He slipped around the opposite end of the display case and went up the next passage, closer to the main center walkway that led to the Archive. A wrinkled male Cosian lay on the ground, his thick tail curled outward from his body and the crisped stumps of his arms slumped into his chest. Cody glanced around the floor. He saw a cane that had rolled halfway under the holobookcase, but he didn’t see a lightsaber, or the Cosian’s hands; they’d probably fallen beneath him. Cody shifted his blaster to his left, then knelt down and closed the Jedi’s wide, staring eyes with his right hand. He nudged the cane closer to the body, and stood up.



“May the Force be with you,” he muttered.



He continued forward, stepping around a pile of cracked and sparking holobooks and the armored body beneath them.
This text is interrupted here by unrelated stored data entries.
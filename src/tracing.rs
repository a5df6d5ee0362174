//! Debug tracing infrastructure for development diagnostics
//!
//! Provides structured logging with scoped filtering for debugging
//! job sequencing, padding bookkeeping, and state transitions.
//!
//! # Usage
//!
//! Configure via RUST_LOG environment variable:
//! - `RUST_LOG=debug` - all debug logs
//! - `RUST_LOG=phase=debug,message=debug` - scoped filtering
//! - `RUST_LOG=crosshair::update=debug` - module-level filtering
//!
//! # Log Files
//!
//! Logs are written to `~/.config/crosshair/logs/crosshair.log` with daily rotation.
//! File logging uses debug level by default for more verbose troubleshooting.

use tracing_subscriber::{fmt, layer::SubscriberExt, util::SubscriberInitExt, EnvFilter, Layer};

use crate::model::{CrosshairModel, PhaseKind};

/// Initialize tracing subscriber with console and file logging
///
/// Console output respects RUST_LOG env var for filtering.
/// File logging writes to `~/.config/crosshair/logs/crosshair.log` with daily rotation.
pub fn init() {
    let console_filter =
        EnvFilter::try_from_default_env().unwrap_or_else(|_| EnvFilter::new("warn"));

    // Console layer - respects RUST_LOG
    let console_layer = fmt::layer()
        .with_writer(std::io::stderr)
        .with_target(true)
        .with_line_number(true)
        .with_filter(console_filter);

    // File layer - always debug level for troubleshooting
    let file_layer = match crate::config_paths::ensure_logs_dir() {
        Ok(logs_dir) => {
            let file_appender = tracing_appender::rolling::daily(logs_dir, "crosshair.log");
            Some(
                fmt::layer()
                    .with_writer(file_appender)
                    .with_ansi(false)
                    .with_target(true)
                    .with_line_number(true)
                    .with_filter(EnvFilter::new("debug")),
            )
        }
        Err(e) => {
            eprintln!("Warning: Could not initialize file logging: {}", e);
            None
        }
    };

    // A second init (tests, embedding hosts) keeps the first subscriber
    let _ = tracing_subscriber::registry()
        .with(console_layer)
        .with(file_layer)
        .try_init();
}

/// Lightweight snapshot of engine state for diffing
#[derive(Debug, Clone, PartialEq, Eq)]
pub struct PhaseSnapshot {
    pub phase: PhaseKind,
    pub enabled: bool,
    pub pending_steps: usize,
    pub span_count: usize,
    pub decorated: usize,
    pub saving: usize,
}

impl PhaseSnapshot {
    pub fn from_model(model: &CrosshairModel) -> Self {
        Self {
            phase: model.phase_kind(),
            enabled: model.config.enabled,
            pending_steps: model.phase.job().map_or(0, |job| job.steps.len()),
            span_count: model.spans.total(),
            decorated: model.decorated.len(),
            saving: model.saving.len(),
        }
    }

    /// Generate a diff description between two snapshots
    pub fn diff(&self, other: &PhaseSnapshot) -> Option<String> {
        let mut changes = Vec::new();
        if self.phase != other.phase {
            changes.push(format!("phase: {:?} → {:?}", self.phase, other.phase));
        }
        if self.enabled != other.enabled {
            changes.push(format!("enabled: {} → {}", self.enabled, other.enabled));
        }
        if self.span_count != other.span_count {
            changes.push(format!(
                "spans: {} → {}",
                self.span_count, other.span_count
            ));
        }
        if self.decorated != other.decorated {
            changes.push(format!(
                "decorated: {} → {}",
                self.decorated, other.decorated
            ));
        }
        if self.saving != other.saving {
            changes.push(format!("saving: {} → {}", self.saving, other.saving));
        }

        if changes.is_empty() {
            None
        } else {
            Some(changes.join("; "))
        }
    }
}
No one he knew. He swallowed and cracked his neck to one side, leading with his blaster in the firing position as he walked. They had to be at the beacon by now. Obi-Wan would stop the message and retreat to a secure position. They’d meet at the ground entrance by the back end of the tower and it would be done. Cody swallowed. He looked right up the long main hallway through his sight. He saw movement on his left, swung two degrees, and caught the flash of Kix’s shoulder patch in his scope. He dropped his muzzle and stepped out.



Whoever had led the charge up from the front door had tossed the displays and the work tables down for defense first; almost everything that hadn’t been bolted down was facing towards the Archive. Dirt from the potted plants was scattered across the floor; a floor bot had activated, and Cody could see it butting up against one of the fallen busts, trying to clean the debris underneath. Not too many bodies, and those were mostly vod’e. He chewed the inside of his mouth, tasted blood, and stopped. He turned his back and walked the rest of the way down the hallway.



It was only three steps down to the Archive itself, and the doors opened at his approach. He stepped around the two bodies on the stairs, a Jedi librarian he vaguely recognized and an older padawan.



The dim yellow lights turned on as he walked inside. He automatically stepped to the side of the closing doors and put his back to the wall. The Five-oh-One had made it inside. The two long tables on either side of room had taken blaster fire, and the chairs lay smoking on their sides. The walls were lined with actual books, but half the room had clearly caught fire before the suppression protocols had activated; streaks of foam lay across the entire room. Two of the three terminals had been blasted to bits. The softly gleaming luma sconces high up on the ceiling were the only part that looked completely untouched. A Wookiee corpse lay by the farthest wall, flat on their back.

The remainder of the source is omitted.